(Beginning of Materials provided)

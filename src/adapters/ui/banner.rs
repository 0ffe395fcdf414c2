//! Startup banner: "PH-BROWSE" in figlet's standard font with a blue gradient.

use crossterm::ExecutableCommand;
use crossterm::style::{Color, Print, ResetColor, SetForegroundColor};
use figlet_rs::FIGfont;
use std::io::{Write, stdout};

/// Header blue (#3498db).
const HEADER_BLUE: (u8, u8, u8) = (0x34, 0x98, 0xdb);
/// Slate (#2c3e50).
const SLATE: (u8, u8, u8) = (0x2c, 0x3e, 0x50);

/// Linear interpolation between two RGB colors. `t` in [0.0, 1.0].
fn lerp_rgb(a: (u8, u8, u8), b: (u8, u8, u8), t: f64) -> (u8, u8, u8) {
    let r = (f64::from(a.0) * (1.0 - t) + f64::from(b.0) * t).round() as u8;
    let g = (f64::from(a.1) * (1.0 - t) + f64::from(b.1) * t).round() as u8;
    let bl = (f64::from(a.2) * (1.0 - t) + f64::from(b.2) * t).round() as u8;
    (r, g, bl)
}

/// Prints the welcome banner followed by the version and the API in use.
/// Falls back to plain text if the figlet font cannot be loaded.
pub fn print_welcome(api: &str) {
    let mut out = stdout();
    let art = FIGfont::standard()
        .ok()
        .and_then(|font| font.convert("PH-BROWSE").map(|f| f.to_string()))
        .unwrap_or_else(|| "PH-BROWSE\n".to_string());
    let lines: Vec<&str> = art.lines().collect();
    let total = lines.len().max(1);

    for (i, line) in lines.iter().enumerate() {
        let t = if total <= 1 {
            1.0
        } else {
            i as f64 / (total - 1) as f64
        };
        let (r, g, b) = lerp_rgb(HEADER_BLUE, SLATE, t);
        let _ = out.execute(SetForegroundColor(Color::Rgb { r, g, b }));
        let _ = out.execute(Print(line));
        let _ = out.execute(Print("\r\n"));
        let _ = out.execute(ResetColor);
    }

    let _ = out.execute(SetForegroundColor(Color::Rgb {
        r: HEADER_BLUE.0,
        g: HEADER_BLUE.1,
        b: HEADER_BLUE.2,
    }));
    let _ = out.execute(Print(format!("v{}  {}\r\n", env!("CARGO_PKG_VERSION"), api)));
    let _ = out.execute(ResetColor);
    let _ = out.flush();
}
//! Application configuration. API endpoint, search policy, offline mode.

use crate::usecases::search::SearchPolicy;
use serde::Deserialize;

/// Public JSONPlaceholder instance.
pub const DEFAULT_BASE_URL: &str = "https://jsonplaceholder.typicode.com";

#[derive(Debug, Deserialize, Default)]
pub struct AppConfig {
    /// API root; collections are resolved under it. Read from PH_BROWSE_BASE_URL.
    #[serde(default)]
    pub base_url: Option<String>,

    /// `race` or `cancel-previous`. Read from PH_BROWSE_SEARCH_POLICY.
    #[serde(default)]
    pub search_policy: Option<String>,

    /// Serve the built-in fixture data instead of calling the network. Read from PH_BROWSE_OFFLINE.
    #[serde(default)]
    pub offline: Option<bool>,

    /// Simulated latency of the fixture gateway in ms. Read from PH_BROWSE_FIXTURE_DELAY_MS.
    #[serde(default)]
    pub fixture_delay_ms: Option<u64>,
}

impl AppConfig {
    pub fn load() -> Result<Self, config::ConfigError> {
        dotenv::dotenv().ok();
        let mut c = config::Config::builder();
        c = c.add_source(config::Environment::with_prefix("PH_BROWSE").try_parsing(true));
        if let Ok(path) = std::env::var("PH_BROWSE_CONFIG") {
            c = c.add_source(config::File::with_name(&path));
        }
        c.build()?.try_deserialize()
    }

    /// Returns the API base URL. Defaults to the public JSONPlaceholder instance.
    pub fn base_url_or_default(&self) -> String {
        self.base_url
            .clone()
            .filter(|u| !u.trim().is_empty())
            .unwrap_or_else(|| DEFAULT_BASE_URL.to_string())
    }

    /// Returns the search policy. Unknown values fall back to `race`.
    pub fn search_policy_or_default(&self) -> SearchPolicy {
        self.search_policy
            .as_deref()
            .and_then(SearchPolicy::parse)
            .unwrap_or_default()
    }

    pub fn is_offline(&self) -> bool {
        self.offline.unwrap_or(false)
    }

    pub fn fixture_delay_ms_or_default(&self) -> u64 {
        self.fixture_delay_ms.unwrap_or(0)
    }
}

(End of Materials provided)

Nothing but a number is expected: the tally of lines in the records that include the word "Returns".

_Answer section_
2